By | October 17, 2020

CLEARWATER, Fla. – It’s been touted as a possible breakthrough in the fight against COVID-19 and is even reportedly one of the treatments given to President Trump after he tested positive. Now, a version of Regeneron’s antibody cocktail that could prevent infection by the virus is in the final stage of clinical trials.

Innovative Research of West Florida is one of the sites nationwide conducting that research. It’s been home to hundreds of clinical trials in the past.


What You Need To Know

  • Innovative Research of West Florida is still recruiting for a study into whether Regeneron antibody cocktail can prevent COVID-19 infection.
  • Ten participants enrolled at site so far
  • Double-blind study involves 12 weeks of follow-up

“I think when you’re in the research profession, it’s your happy place,” said Co-Director Tracey Osborn of the facility. “It’s what you like to be involved in because you feel like you’re actually improving life as we know it.”

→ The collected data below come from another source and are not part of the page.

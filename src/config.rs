use serde::{Deserialize, Serialize};
use std::{
    fs::{read_to_string, write},
    path::{Path, PathBuf},
    time::Duration,
};

use crate::{collation::Collator, error::FavTreeError};

pub const DEFAULT_HIERARCHY_PROPERTY: &str = "tags";
pub const DEFAULT_FILTER_ICON: &str = "🔎";
pub const DEFAULT_TAGGED_PAGE_LIMIT: usize = 30;
/// Time given to in-flight lazy loads before unreferenced expansion keys are collected.
pub const DEFAULT_GC_SETTLE_MS: u64 = 3000;

/// User-facing settings of the favorites tree.
#[derive(Debug, Clone, PartialEq, Eq, Serialize, Deserialize)]
#[serde(default)]
pub struct Settings {
    /// Property deciding a tag's hierarchy. `tags` uses the page tag relation.
    pub hierarchy_property: String,
    pub filter_icon: String,
    /// Only show arrows on hover. Consumed by renderers.
    pub hover_arrow: bool,
    /// Maximum number of children displayed on each level.
    pub tagged_page_limit: usize,
    /// Locale used for sorting, e.g. `zh-CN`. Empty means the host's language.
    pub sorting_locale: String,
    pub gc_settle_ms: u64,
}

impl Default for Settings {
    fn default() -> Self {
        Settings {
            hierarchy_property: DEFAULT_HIERARCHY_PROPERTY.to_string(),
            filter_icon: DEFAULT_FILTER_ICON.to_string(),
            hover_arrow: false,
            tagged_page_limit: DEFAULT_TAGGED_PAGE_LIMIT,
            sorting_locale: String::new(),
            gc_settle_ms: DEFAULT_GC_SETTLE_MS,
        }
    }
}

impl Settings {
    /// Sorting locale resolution: explicit setting, then the host's preferred language, then
    /// default ordering.
    pub fn collator(&self, host_language: Option<&str>) -> Collator {
        let configured = Some(self.sorting_locale.trim()).filter(|l| !l.is_empty());
        let host = host_language.map(str::trim).filter(|l| !l.is_empty());
        Collator::new(configured.or(host))
    }

    pub fn gc_settle(&self) -> Duration {
        Duration::from_millis(self.gc_settle_ms)
    }

    pub fn from_toml_str(content: &str) -> Result<Settings, FavTreeError> {
        let settings: Settings = toml::from_str(content)?;
        settings.validate()?;
        Ok(settings)
    }

    fn validate(&self) -> Result<(), FavTreeError> {
        if self.hierarchy_property.trim().is_empty() {
            return Err(FavTreeError::Config(
                "hierarchy_property must not be empty".to_string(),
            ));
        }
        Ok(())
    }
}

pub trait SettingsProvider: Send + Sync {
    fn get_settings(&self) -> Result<Settings, FavTreeError>;
    fn set_settings(&self, settings: &Settings) -> Result<(), FavTreeError>;
}

#[derive(Debug, Serialize, Deserialize)]
pub struct TomlSettingsProvider {
    path: PathBuf,
}

impl TomlSettingsProvider {
    pub fn new(path: PathBuf) -> Self {
        TomlSettingsProvider { path }
    }
}

impl SettingsProvider for TomlSettingsProvider {
    fn get_settings(&self) -> Result<Settings, FavTreeError> {
        tracing::debug!("Attempting to read settings from: {:?}", &self.path);
        if !self.path.exists() {
            tracing::debug!("Settings file not found, using defaults.");
            return Ok(Settings::default());
        }
        Settings::from_toml_str(&get_content(&self.path)?)
    }

    fn set_settings(&self, settings: &Settings) -> Result<(), FavTreeError> {
        tracing::debug!("Attempting to write settings to: {:?}", &self.path);
        settings.validate()?;
        let toml_string = toml::to_string(settings)?;
        write(&self.path, toml_string)?;
        Ok(())
    }
}

pub fn get_content<P: AsRef<Path>>(path: P) -> Result<String, FavTreeError> {
    tracing::debug!("Reading {:?}", path.as_ref());
    Ok(read_to_string(path)?)
}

Osborn said she thinks the trial has gone “exceptionally well” so far. Participants start out by taking a rapid nasal swab test. Once results confirm they’re negative, they receive four injections of either the cocktail or a placebo. It’s a double-blind study, so steps are taken to make sure not even the team knows who gets what. After that, researchers follow up with participants for at least 12 weeks, testing them for the virus and assessing their overall health. 

Innovative Research has enrolled ten participants in the study. One of the challenges has been that they’re trying to recruit people who are in close contact with patients who have already tested positive for the virus, such as people living in the same household. They have four days from the time that positive test was taken to get people involved in the prevention study.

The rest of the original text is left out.